SIR: Alan Brien asked for figures showing that ‘the upper classes’ suffered greater casualties in the First World War than the rest of society (Letters, 18 September 1986). His suggestion that Raymond Asquith and his peers merely attracted more attention than privates in the 25th Durham Light Infantry is not entirely the result of his ‘left prejudice’. With some important exceptions (Isaac Rosenberg is perhaps the most obvious) the vast majority of those who wrote about their experience of the war were officers. Consequently, our perception of the trenches is largely derived from the perspective of the leaders rather than the led. However, there is no doubt that casualties amongst the upper echelons of society were proportionally higher than elsewhere.

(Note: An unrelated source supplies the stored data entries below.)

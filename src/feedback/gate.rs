use std::sync::{Arc, Mutex, MutexGuard, PoisonError};
use std::time::Duration;

use serde::Serialize;
use tokio::sync::oneshot;
use tokio::task::JoinHandle;
use tokio::time::Instant;

use crate::config::FeedbackConfig;
use crate::feedback::prompt::{AdvicePrompt, FeedbackRequest};
use crate::pipeline::traits::AdviceProvider;

#[derive(Debug, Clone, PartialEq, Eq, Serialize)]
#[serde(tag = "status", content = "text", rename_all = "snake_case")]
pub enum FeedbackOutcome {
    Ok(String),
    /// Cooldown active or another request in flight; no call was made.
    Throttled(String),
    /// The provider failed or timed out; cooldown was not advanced.
    Failed(String),
}

impl FeedbackOutcome {
    pub fn text(&self) -> &str {
        match self {
            Self::Ok(text) | Self::Throttled(text) | Self::Failed(text) => text,
        }
    }

    pub fn is_ok(&self) -> bool {
        matches!(self, Self::Ok(_))
    }
}

#[derive(Debug, Clone, PartialEq, Eq)]
pub enum FeedbackPoll {
    /// Nothing has been requested.
    Idle,
    Pending,
    Ready(FeedbackOutcome),
}

#[derive(Debug, Clone, Copy, PartialEq, Eq)]
pub enum GateStatus {
    Idle,
    InFlight,
    Cooldown { remaining: Duration },
}

/// Rate limiter in front of an [`AdviceProvider`].
///
/// Cloning is cheap and every clone shares one cooldown slot, so a single gate
/// can serve many recognizers. Admission (check cooldown, reserve the slot) is
/// one critical section; only a successful call moves the cooldown timestamp.
#[derive(Clone)]
pub struct FeedbackGate {
    inner: Arc<GateInner>,
}

struct GateInner {
    provider: Arc<dyn AdviceProvider>,
    config: FeedbackConfig,
    state: Mutex<GateState>,
}
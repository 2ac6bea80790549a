use std::future::Future;
use std::pin::Pin;

use crate::error::{AdviceError, RecognitionError};
use crate::feedback::AdvicePrompt;
use crate::types::PredictionDistribution;

/// Externally trained model over one flattened window.
///
/// Implementations must be deterministic and side-effect free: the recognizer
/// calls both methods once per full window and does no caching of its own.
pub trait Classifier: Send + Sync {
    fn predict(&self, window: &[f32]) -> Result<String, RecognitionError>;

    fn predict_proba(&self, window: &[f32]) -> Result<PredictionDistribution, RecognitionError>;
}

pub type AdviceFuture = Pin<Box<dyn Future<Output = Result<String, AdviceError>> + Send + 'static>>;

/// Something that turns a coaching prompt into a short tip, e.g. a hosted
/// text-generation model. The returned future must not borrow `self`; the gate
/// runs it on a spawned task under its own timeout.
pub trait AdviceProvider: Send + Sync {
    fn advise(&self, prompt: AdvicePrompt) -> AdviceFuture;
}
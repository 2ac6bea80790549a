use serde::{Deserialize, Serialize};

use crate::error::RecognitionError;

/// Index of the wrist landmark; every feature is expressed relative to it.
pub const WRIST: usize = 0;

#[derive(Debug, Clone, Copy, PartialEq, Default, Serialize, Deserialize)]
pub struct Point2 {
    pub x: f32,
    pub y: f32,
}

impl Point2 {
    pub fn new(x: f32, y: f32) -> Self {
        Self { x, y }
    }
}

impl From<(f32, f32)> for Point2 {
    fn from((x, y): (f32, f32)) -> Self {
        Self { x, y }
    }
}

/// One hand's landmarks for one video frame, in normalized image coordinates.
#[derive(Debug, Clone, PartialEq)]
pub struct LandmarkFrame {
    points: Vec<Point2>,
}

impl LandmarkFrame {
    pub fn new(points: Vec<Point2>) -> Self {
        Self { points }
    }

    /// Builds a frame from interleaved `[x0, y0, x1, y1, ...]` values.
    pub fn from_flat(values: &[f32]) -> Result<Self, RecognitionError> {
        if values.len() % 2 != 0 {
            return Err(RecognitionError::UnpairedCoordinate {
                values: values.len(),
            });
        }
        Ok(Self {
            points: values
                .chunks_exact(2)
                .map(|xy| Point2::new(xy[0], xy[1]))
                .collect(),
        })
    }

    pub fn points(&self) -> &[Point2] {
        &self.points
    }

    pub fn len(&self) -> usize {
        self.points.len()
    }

    pub fn is_empty(&self) -> bool {
        self.points.is_empty()
    }
}

impl From<Vec<Point2>> for LandmarkFrame {
    fn from(points: Vec<Point2>) -> Self {
        Self::new(points)
    }
}

/// Wrist-relative `(x, y)` pairs, two scalars per landmark.
#[derive(Debug, Clone, PartialEq)]
pub struct NormalizedFeatureVector(Vec<f32>);

impl NormalizedFeatureVector {
    pub(crate) fn from_values(values: Vec<f32>) -> Self {
        Self(values)
    }

    pub fn as_slice(&self) -> &[f32] {
        &self.0
    }

    pub fn len(&self) -> usize {
        self.0.len()
    }

    pub fn is_empty(&self) -> bool {
        self.0.is_empty()
    }
}

/// Classifier output for one full window. `labels` is the adapter's class
/// order and is index-aligned with `probabilities`.
#[derive(Debug, Clone, PartialEq)]
pub struct PredictionDistribution {
    pub labels: Vec<String>,
    pub probabilities: Vec<f32>,
}

impl PredictionDistribution {
    pub fn new(labels: Vec<String>, probabilities: Vec<f32>) -> Self {
        Self {
            labels,
            probabilities,
        }
    }

    pub fn probability_of(&self, label: &str) -> Option<f32> {
        self.labels
            .iter()
            .position(|l| l == label)
            .and_then(|i| self.probabilities.get(i).copied())
    }

    /// Highest-probability label; ties go to the earliest class.
    pub fn argmax(&self) -> Option<RankedLabel> {
        let mut best: Option<(usize, f32)> = None;
        for (i, &p) in self.probabilities.iter().enumerate() {
            if best.map_or(true, |(_, bp)| p > bp) {
                best = Some((i, p));
            }
        }
        best.and_then(|(i, p)| self.ranked(i, p))
    }

    /// Highest-probability label other than `label`; ties go to the earliest class.
    pub fn runner_up(&self, label: &str) -> Option<RankedLabel> {
        let mut best: Option<(usize, f32)> = None;
        for (i, &p) in self.probabilities.iter().enumerate() {
            if self.labels.get(i).map(String::as_str) == Some(label) {
                continue;
            }
            if best.map_or(true, |(_, bp)| p > bp) {
                best = Some((i, p));
            }
        }
        best.and_then(|(i, p)| self.ranked(i, p))
    }

    fn ranked(&self, index: usize, probability: f32) -> Option<RankedLabel> {
        self.labels.get(index).map(|label| RankedLabel {
            label: label.clone(),
            probability,
        })
    }
}

#[derive(Debug, Clone, PartialEq, Serialize)]
pub struct RankedLabel {
    pub label: String,
    pub probability: f32,
}

impl RankedLabel {
    /// Rounded integer percentage, e.g. `85`.
    pub fn percent(&self) -> u32 {
        (self.probability * 100.0).round().max(0.0) as u32
    }

    /// One-decimal percentage string, e.g. `"85.0%"`.
    pub fn percent_one_decimal(&self) -> String {
        format!("{:.1}%", self.probability * 100.0)
    }
}

/// Extra guidance attached to a stable decision.
#[derive(Debug, Clone, PartialEq, Eq, Serialize)]
#[serde(tag = "kind", rename_all = "snake_case")]
pub enum Hint {
    /// Top-2 probabilities are within the ambiguity margin.
    CloseCall { alternative: String },
    /// Top-2 labels both belong to a configured confusable set.
    Confusable { tip: String },
}

impl std::fmt::Display for Hint {
    fn fmt(&self, f: &mut std::fmt::Formatter<'_>) -> std::fmt::Result {
        match self {
            Self::CloseCall { alternative } => write!(f, "maybe it's {alternative}?"),
            Self::Confusable { tip } => f.write_str(tip),
        }
    }
}

#[derive(Debug, Clone, PartialEq, Serialize)]
pub struct StableDecision {
    pub label: String,
    pub confidence: f32,
    pub confidence_pct: u32,
    #[serde(skip_serializing_if = "Option::is_none")]
    pub runner_up: Option<RankedLabel>,
    pub hints: Vec<Hint>,
}

impl StableDecision {
    /// Integer confidence string, e.g. `"85%"`.
    pub fn confidence_string(&self) -> String {
        format!("{}%", self.confidence_pct)
    }

    pub fn runner_up_label(&self) -> Option<&str> {
        self.runner_up.as_ref().map(|r| r.label.as_str())
    }
}

/// Result of feeding one frame into a [`crate::Recognizer`].
#[derive(Debug, Clone, PartialEq, Serialize)]
#[serde(tag = "status", rename_all = "snake_case")]
pub enum FrameOutcome {
    /// Window not full yet, or just reset by a detection gap.
    Waiting,
    /// Window classified but the smoother has not seen enough agreement.
    /// Carries no label.
    Undetermined,
    Stable {
        raw_label: String,
        decision: StableDecision,
    },
}

impl FrameOutcome {
    pub fn is_waiting(&self) -> bool {
        matches!(self, Self::Waiting)
    }

    pub fn stable(&self) -> Option<&StableDecision> {
        match self {
            Self::Stable { decision, .. } => Some(decision),
            _ => None,
        }
    }

    pub fn raw_label(&self) -> Option<&str> {
        match self {
            Self::Waiting | Self::Undetermined => None,
            Self::Stable { raw_label, .. } => Some(raw_label),
        }
    }
}
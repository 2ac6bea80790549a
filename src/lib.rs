pub mod config;
pub mod error;
pub mod feedback;
pub mod model;
pub mod pipeline;
pub mod recognition;
pub mod types;

pub use config::{ConfusableSet, FeedbackConfig, RecognizerConfig};
pub use error::{AdviceError, RecognitionError};
pub use feedback::{
    AdvicePrompt, FeedbackGate, FeedbackOutcome, FeedbackPoll, FeedbackRequest, FeedbackTicket,
    GateStatus,
};
pub use model::{NearestNeighborClassifier, ReferenceSample, ReferenceSet};
pub use pipeline::builder::RecognizerBuilder;
pub use pipeline::defaults::{LocalCoach, STATIC_ALPHABET};
pub use pipeline::runtime::Recognizer;
pub use pipeline::traits::{AdviceFuture, AdviceProvider, Classifier};
pub use types::{
    FrameOutcome, Hint, LandmarkFrame, NormalizedFeatureVector, Point2, PredictionDistribution,
    RankedLabel, StableDecision,
};
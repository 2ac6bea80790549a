use std::path::Path;

use crate::config::RecognizerConfig;
use crate::error::RecognitionError;
use crate::feedback::FeedbackGate;
use crate::model::NearestNeighborClassifier;
use crate::pipeline::runtime::{Recognizer, RecognizerParts};
use crate::pipeline::traits::Classifier;

pub struct RecognizerBuilder {
    config: RecognizerConfig,
    classifier: Option<Box<dyn Classifier>>,
    feedback_gate: Option<FeedbackGate>,
}

impl RecognizerBuilder {
    pub fn new(config: RecognizerConfig) -> Self {
        Self {
            config,
            classifier: None,
            feedback_gate: None,
        }
    }

    pub fn with_classifier(mut self, classifier: Box<dyn Classifier>) -> Self {
        self.classifier = Some(classifier);
        self
    }

    /// Shares a gate (and its cooldown) with this recognizer.
    pub fn with_feedback_gate(mut self, gate: FeedbackGate) -> Self {
        self.feedback_gate = Some(gate);
        self
    }

    pub fn build(self) -> Result<Recognizer, RecognitionError> {
        self.config.validate()?;

        let classifier = match self.classifier {
            Some(classifier) => classifier,
            None => Box::new(load_default_classifier(&self.config)?),
        };

        tracing::info!(
            sequence_length = self.config.sequence_length,
            num_landmarks = self.config.num_landmarks,
            history_length = self.config.history_length,
            stability_run = self.config.stability_run,
            confusable_sets = self.config.confusable_sets.len(),
            feedback = self.feedback_gate.is_some(),
            "recognizer built"
        );

        Ok(Recognizer::from_parts(RecognizerParts {
            config: self.config,
            classifier,
            feedback_gate: self.feedback_gate,
        }))
    }
}

fn load_default_classifier(
    config: &RecognizerConfig,
) -> Result<NearestNeighborClassifier, RecognitionError> {
    let Some(model_path) = config.model_path.as_deref() else {
        return Err(RecognitionError::invalid_config(
            "no classifier supplied and no model_path configured",
        ));
    };
    let classifier = NearestNeighborClassifier::load(Path::new(model_path))?;
    if classifier.feature_len() != config.window_len() {
        return Err(RecognitionError::invalid_config(format!(
            "reference features have {} values, windows have {}",
            classifier.feature_len(),
            config.window_len()
        )));
    }
    Ok(classifier)
}
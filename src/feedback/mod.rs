//! Rate-limited coaching feedback.

pub mod gate;
pub mod prompt;

pub use gate::{FeedbackGate, FeedbackOutcome, FeedbackPoll, FeedbackTicket, GateStatus};
pub use prompt::{AdvicePrompt, FeedbackRequest};
use thiserror::Error;

#[derive(Debug, Error)]
pub enum RecognitionError {
    #[error("I/O error while {context}: {source}")]
    Io {
        context: &'static str,
        #[source]
        source: std::io::Error,
    },
    #[error("JSON parse error while {context}: {source}")]
    Json {
        context: &'static str,
        #[source]
        source: serde_json::Error,
    },
    #[error("invalid configuration: {message}")]
    InvalidConfig { message: String },
    #[error("malformed landmarks: expected {expected} points, got {actual}")]
    MalformedLandmarks { expected: usize, actual: usize },
    #[error("malformed landmarks: {values} flat values do not form (x, y) pairs")]
    UnpairedCoordinate { values: usize },
    #[error("malformed landmarks: point {index} has a non-finite coordinate")]
    NonFiniteLandmark { index: usize },
    #[error("classifier failed while {context}: {message}")]
    Classifier {
        context: &'static str,
        message: String,
    },
    #[error("classifier returned a malformed distribution: {message}")]
    ModelOutput { message: String },
    #[error("recognizer is unusable after an earlier classifier failure")]
    Poisoned,
}

impl RecognitionError {
    pub(crate) fn io(context: &'static str, source: std::io::Error) -> Self {
        Self::Io { context, source }
    }

    pub(crate) fn json(context: &'static str, source: serde_json::Error) -> Self {
        Self::Json { context, source }
    }

    pub(crate) fn invalid_config(message: impl Into<String>) -> Self {
        Self::InvalidConfig {
            message: message.into(),
        }
    }

    pub fn classifier(context: &'static str, err: impl std::fmt::Display) -> Self {
        Self::Classifier {
            context,
            message: err.to_string(),
        }
    }

    pub(crate) fn model_output(message: impl Into<String>) -> Self {
        Self::ModelOutput {
            message: message.into(),
        }
    }

    /// True for errors that leave the recognizer unusable.
    pub fn is_fatal(&self) -> bool {
        matches!(
            self,
            Self::Classifier { .. } | Self::ModelOutput { .. } | Self::Poisoned
        )
    }
}

/// Failure reported by an advice provider. Never surfaces past the feedback gate.
#[derive(Debug, Error)]
pub enum AdviceError {
    #[error("advice provider error: {message}")]
    Provider { message: String },
    #[error("advice provider unavailable: {message}")]
    Unavailable { message: String },
}

impl AdviceError {
    pub fn provider(err: impl std::fmt::Display) -> Self {
        Self::Provider {
            message: err.to_string(),
        }
    }

    pub fn unavailable(err: impl std::fmt::Display) -> Self {
        Self::Unavailable {
            message: err.to_string(),
        }
    }
}

#[cfg(test)]
mod tests {
    use super::*;

    #[test]
    fn fatal_errors_are_classifier_side() {
        assert!(RecognitionError::classifier("predict", "boom").is_fatal());
        assert!(RecognitionError::model_output("sum is 0.5").is_fatal());
        assert!(RecognitionError::Poisoned.is_fatal());
        assert!(!RecognitionError::MalformedLandmarks {
            expected: 21,
            actual: 20
        }
        .is_fatal());
        assert!(!RecognitionError::invalid_config("x").is_fatal());
    }

    #[test]
    fn messages_carry_context() {
        let err = RecognitionError::classifier("predict_proba", "model unavailable");
        assert_eq!(
            err.to_string(),
            "classifier failed while predict_proba: model unavailable"
        );
        let err = RecognitionError::MalformedLandmarks {
            expected: 21,
            actual: 3,
        };
        assert_eq!(
            err.to_string(),
            "malformed landmarks: expected 21 points, got 3"
        );
    }
}
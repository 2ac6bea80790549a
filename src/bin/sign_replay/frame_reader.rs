use std::fs::File;
use std::io::{BufRead, BufReader};
use std::path::Path;

use fingerspell::{LandmarkFrame, Point2, RecognitionError};
use serde::Deserialize;

/// One line of a capture file.
#[derive(Debug, Deserialize)]
struct CapturedFrame {
    #[serde(default)]
    hand_present: Option<bool>,
    #[serde(default)]
    landmarks: Option<CapturedLandmarks>,
}

#[derive(Debug, Deserialize)]
#[serde(untagged)]
enum CapturedLandmarks {
    Pairs(Vec<[f32; 2]>),
    Flat(Vec<f32>),
}

#[derive(Debug)]
pub struct ReplayFrame {
    pub line: usize,
    pub hand_present: bool,
    /// Landmarks that cannot form a frame are kept as the error so the replay
    /// can count the line as rejected.
    pub landmarks: Result<Option<LandmarkFrame>, RecognitionError>,
}

/// Reads a JSON-lines capture. Blank lines are skipped; `hand_present`
/// defaults to whether landmarks were recorded.
pub fn read_frames(path: &Path) -> Result<Vec<ReplayFrame>, String> {
    let file = File::open(path)
        .map_err(|err| format!("Failed to open capture '{}': {err}", path.display()))?;
    let mut frames = Vec::new();
    for (index, line) in BufReader::new(file).lines().enumerate() {
        let line_no = index + 1;
        let line = line.map_err(|err| {
            format!("Failed to read capture '{}' line {line_no}: {err}", path.display())
        })?;
        if line.trim().is_empty() {
            continue;
        }
        frames.push(parse_frame(&line, line_no).map_err(|err| {
            format!("Invalid frame in '{}' line {line_no}: {err}", path.display())
        })?);
    }
    Ok(frames)
}

fn parse_frame(line: &str, line_no: usize) -> Result<ReplayFrame, serde_json::Error> {
    let captured: CapturedFrame = serde_json::from_str(line)?;
    let recorded = captured.landmarks.is_some();
    let landmarks = captured
        .landmarks
        .map(|l| match l {
            CapturedLandmarks::Pairs(pairs) => Ok(LandmarkFrame::new(
                pairs.into_iter().map(|[x, y]| Point2::new(x, y)).collect(),
            )),
            CapturedLandmarks::Flat(values) => LandmarkFrame::from_flat(&values),
        })
        .transpose();
    Ok(ReplayFrame {
        line: line_no,
        hand_present: captured.hand_present.unwrap_or(recorded),
        landmarks,
    })
}

#[cfg(test)]
mod tests {
    use super::*;

    fn frame_len(frame: &ReplayFrame) -> Option<usize> {
        frame
            .landmarks
            .as_ref()
            .expect("well-formed landmarks")
            .as_ref()
            .map(LandmarkFrame::len)
    }

    #[test]
    fn parses_pairs_flat_and_gaps() {
        let pairs = parse_frame(r#"{"landmarks": [[0.1, 0.2], [0.3, 0.4]]}"#, 1).expect("pairs");
        assert!(pairs.hand_present);
        assert_eq!(frame_len(&pairs), Some(2));

        let flat = parse_frame(r#"{"hand_present": true, "landmarks": [0.1, 0.2, 0.3, 0.4]}"#, 2)
            .expect("flat");
        assert_eq!(frame_len(&flat), Some(2));

        let gap = parse_frame(r#"{"hand_present": false}"#, 3).expect("gap");
        assert!(!gap.hand_present);
        assert_eq!(frame_len(&gap), None);

        let empty = parse_frame("{}", 4).expect("empty");
        assert!(!empty.hand_present);
    }

    #[test]
    fn odd_flat_landmarks_are_kept_as_an_error() {
        let values = vec!["0.5"; 43].join(", ");
        let line = format!(r#"{{"landmarks": [{values}]}}"#);
        let frame = parse_frame(&line, 5).expect("line parses");
        assert!(frame.hand_present);
        assert!(matches!(
            frame.landmarks,
            Err(RecognitionError::UnpairedCoordinate { values: 43 })
        ));
    }
}
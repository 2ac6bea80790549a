use std::collections::BTreeSet;
use std::path::Path;

use serde::{Deserialize, Serialize};

use crate::error::RecognitionError;
use crate::pipeline::traits::Classifier;
use crate::types::PredictionDistribution;

pub const DEFAULT_NEIGHBORS: usize = 3;

/// One labelled, flattened reference window.
#[derive(Debug, Clone, PartialEq, Serialize, Deserialize)]
pub struct ReferenceSample {
    pub label: String,
    pub features: Vec<f32>,
}

#[derive(Debug, Clone, Serialize, Deserialize)]
pub struct ReferenceSet {
    #[serde(default = "default_neighbors")]
    pub k: usize,
    pub samples: Vec<ReferenceSample>,
}

fn default_neighbors() -> usize {
    DEFAULT_NEIGHBORS
}

/// Uniform-weight k-nearest-neighbour classifier over flattened windows.
///
/// Classes are the sorted distinct labels of the reference set. The
/// probability of a class is the share of the `k` nearest samples carrying it;
/// equal distances keep reference-set order.
#[derive(Debug, Clone)]
pub struct NearestNeighborClassifier {
    k: usize,
    classes: Vec<String>,
    samples: Vec<(usize, Vec<f32>)>,
    feature_len: usize,
}

impl NearestNeighborClassifier {
    pub fn new(reference: ReferenceSet) -> Result<Self, RecognitionError> {
        let ReferenceSet { k, samples } = reference;
        if k == 0 {
            return Err(RecognitionError::invalid_config("nearest-neighbour k must be >= 1"));
        }
        let Some(first) = samples.first() else {
            return Err(RecognitionError::invalid_config(
                "nearest-neighbour reference set has no samples",
            ));
        };
        let feature_len = first.features.len();
        if feature_len == 0 {
            return Err(RecognitionError::invalid_config(
                "nearest-neighbour reference samples have no features",
            ));
        }
        if let Some((i, bad)) = samples
            .iter()
            .enumerate()
            .find(|(_, s)| s.features.len() != feature_len)
        {
            return Err(RecognitionError::invalid_config(format!(
                "reference sample {i} ({}) has {} features, expected {feature_len}",
                bad.label,
                bad.features.len()
            )));
        }

        let classes: Vec<String> = samples
            .iter()
            .map(|s| s.label.clone())
            .collect::<BTreeSet<_>>()
            .into_iter()
            .collect();
        let samples = samples
            .into_iter()
            .map(|s| {
                let class = classes
                    .binary_search(&s.label)
                    .unwrap_or_default();
                (class, s.features)
            })
            .collect::<Vec<_>>();

        tracing::info!(
            k,
            classes = classes.len(),
            samples = samples.len(),
            feature_len,
            "nearest-neighbour classifier loaded"
        );

        Ok(Self {
            k,
            classes,
            samples,
            feature_len,
        })
    }

    pub fn load(path: &Path) -> Result<Self, RecognitionError> {
        let data = std::fs::read_to_string(path)
            .map_err(|e| RecognitionError::io("read reference set", e))?;
        let reference: ReferenceSet = serde_json::from_str(&data)
            .map_err(|e| RecognitionError::json("parse reference set", e))?;
        Self::new(reference)
    }

    pub fn classes(&self) -> &[String] {
        &self.classes
    }

    pub fn feature_len(&self) -> usize {
        self.feature_len
    }

    fn class_votes(&self, window: &[f32]) -> Result<Vec<usize>, RecognitionError> {
        if window.len() != self.feature_len {
            return Err(RecognitionError::classifier(
                "nearest-neighbour lookup",
                format!(
                    "window has {} values, reference features have {}",
                    window.len(),
                    self.feature_len
                ),
            ));
        }

        let mut distances: Vec<(f32, usize)> = self
            .samples
            .iter()
            .map(|(class, features)| (squared_distance(window, features), *class))
            .collect();
        // Stable sort keeps reference order for equal distances.
        // NaN distances order after every finite one.
        distances.sort_by(|a, b| a.0.total_cmp(&b.0));

        let mut votes = vec![0usize; self.classes.len()];
        for &(_, class) in distances.iter().take(self.k) {
            votes[class] += 1;
        }
        Ok(votes)
    }
}

impl Classifier for NearestNeighborClassifier {
    fn predict(&self, window: &[f32]) -> Result<String, RecognitionError> {
        let votes = self.class_votes(window)?;
        let mut best = 0usize;
        for (class, &count) in votes.iter().enumerate() {
            if count > votes[best] {
                best = class;
            }
        }
        Ok(self.classes[best].clone())
    }

    fn predict_proba(&self, window: &[f32]) -> Result<PredictionDistribution, RecognitionError> {
        let votes = self.class_votes(window)?;
        let total = votes.iter().sum::<usize>().max(1) as f32;
        Ok(PredictionDistribution::new(
            self.classes.clone(),
            votes.iter().map(|&v| v as f32 / total).collect(),
        ))
    }
}

fn squared_distance(a: &[f32], b: &[f32]) -> f32 {
    a.iter()
        .zip(b)
        .map(|(x, y)| {
            let d = x - y;
            d * d
        })
        .sum()
}

#[cfg(test)]
mod tests {
    use super::*;

    fn sample(label: &str, value: f32) -> ReferenceSample {
        ReferenceSample {
            label: label.to_string(),
            features: vec![value; 4],
        }
    }

    fn classifier(k: usize) -> NearestNeighborClassifier {
        NearestNeighborClassifier::new(ReferenceSet {
            k,
            samples: vec![
                sample("V", 0.0),
                sample("R", 0.1),
                sample("R", 0.2),
                sample("U", 0.9),
                sample("U", 1.0),
            ],
        })
        .expect("valid reference set")
    }

    #[test]
    fn classes_are_sorted_and_deduplicated() {
        assert_eq!(classifier(3).classes(), ["R", "U", "V"]);
    }

    #[test]
    fn proba_is_neighbour_share() {
        let knn = classifier(3);
        let dist = knn.predict_proba(&[0.05; 4]).expect("predict_proba");
        assert_eq!(dist.labels, ["R", "U", "V"]);
        let expected = [2.0 / 3.0, 0.0, 1.0 / 3.0];
        for (got, want) in dist.probabilities.iter().zip(expected) {
            assert!((got - want).abs() < 1e-6);
        }
        assert_eq!(knn.predict(&[0.05; 4]).expect("predict"), "R");
    }

    #[test]
    fn predict_agrees_with_proba_argmax() {
        let knn = classifier(3);
        for v in [0.0, 0.15, 0.5, 0.95, 2.0] {
            let window = [v; 4];
            let label = knn.predict(&window).expect("predict");
            let dist = knn.predict_proba(&window).expect("predict_proba");
            assert_eq!(dist.argmax().map(|r| r.label), Some(label));
            let sum: f32 = dist.probabilities.iter().sum();
            assert!((sum - 1.0).abs() < 1e-6);
        }
    }

    #[test]
    fn vote_ties_go_to_class_order() {
        let knn = classifier(2);
        // Nearest two are V (0.0) and R (0.1): one vote each, R sorts first.
        assert_eq!(knn.predict(&[0.0; 4]).expect("predict"), "R");
    }

    #[test]
    fn k_larger_than_reference_set_uses_all_samples() {
        let knn = classifier(50);
        let dist = knn.predict_proba(&[0.0; 4]).expect("predict_proba");
        assert!((dist.probabilities[0] - 0.4).abs() < 1e-6);
    }

    #[test]
    fn wrong_window_length_is_a_classifier_error() {
        let knn = classifier(3);
        assert!(matches!(
            knn.predict(&[0.0; 3]),
            Err(RecognitionError::Classifier { .. })
        ));
    }

    #[test]
    fn rejects_degenerate_reference_sets() {
        assert!(NearestNeighborClassifier::new(ReferenceSet {
            k: 3,
            samples: Vec::new()
        })
        .is_err());
        assert!(NearestNeighborClassifier::new(ReferenceSet {
            k: 0,
            samples: vec![sample("A", 0.0)]
        })
        .is_err());
        let mut short = sample("B", 0.0);
        short.features.pop();
        assert!(NearestNeighborClassifier::new(ReferenceSet {
            k: 1,
            samples: vec![sample("A", 0.0), short]
        })
        .is_err());
    }

    #[test]
    fn load_reads_json_reference_set() {
        let path = std::env::temp_dir().join("fingerspell_knn_reference.json");
        std::fs::write(
            &path,
            concat!(
                r#"{"samples": [{"label": "A", "features": [0.0, 0.0]}, "#,
                r#"{"label": "B", "features": [1.0, 1.0]}]}"#
            ),
        )
        .expect("write reference set");
        let knn = NearestNeighborClassifier::load(&path).expect("load reference set");
        assert_eq!(knn.feature_len(), 2);
        assert_eq!(knn.classes(), ["A", "B"]);
        let _ = std::fs::remove_file(&path);
    }

    #[test]
    fn nan_distances_rank_behind_every_other_sample() {
        let knn = NearestNeighborClassifier::new(ReferenceSet {
            k: 1,
            samples: vec![
                ReferenceSample {
                    label: "A".to_string(),
                    features: vec![f32::INFINITY, 0.0],
                },
                ReferenceSample {
                    label: "B".to_string(),
                    features: vec![0.0, 0.0],
                },
                ReferenceSample {
                    label: "C".to_string(),
                    features: vec![1.0, 1.0],
                },
            ],
        })
        .expect("reference set");
        // inf - inf gives a NaN distance to A; B and C are both infinitely far.
        let window = [f32::INFINITY, 0.0];
        assert_eq!(knn.predict(&window).expect("predict"), "B");
        let dist = knn.predict_proba(&window).expect("predict_proba");
        assert_eq!(dist.probability_of("A"), Some(0.0));
    }
}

There are several reasons for this, largely the result of recruitment and the structure of the Army. When war was declared and it was realised that there were not enough regular officers to command a vast new army, it was decided to recruit officers from the public schools in the belief that their education had instilled into them qualities of leadership, and that their training in the OTC would prove invaluable in an army of civilians. This official War Office policy meant that the vast majority of officers were from the upper and upper-middle classes. Large numbers of young gentlemen entered training camps rather than return to their schools for the new term that autumn. Many younger sons of the aristocracy had already entered the forces as a career and their brothers joined them, and fell with them, when war was declared. Reginald Pound writes in his book The Lost Generation (1964) that by the end of 1914 the fatalities included six peers, 16 baronets, six knights, 95 sons of peers, 82 sons of baronets and 84 sons of knights. As the casualties mounted, men whose backgrounds were less socially impeccable were commissioned, but there is no doubt that throughout the war the public schools, for good or ill, provided most of the officers and that public-school rankers remained a rarity. The University and Public Schools Brigade was formed with the intention of providing battalions in which every recruit had been to a recognised public school – only those whose alma mater was in the Public Schools Yearbook were eligible – but other regiments were calling for officers of the correct background, and a high proportion of these public-school privates took commissions and transferred.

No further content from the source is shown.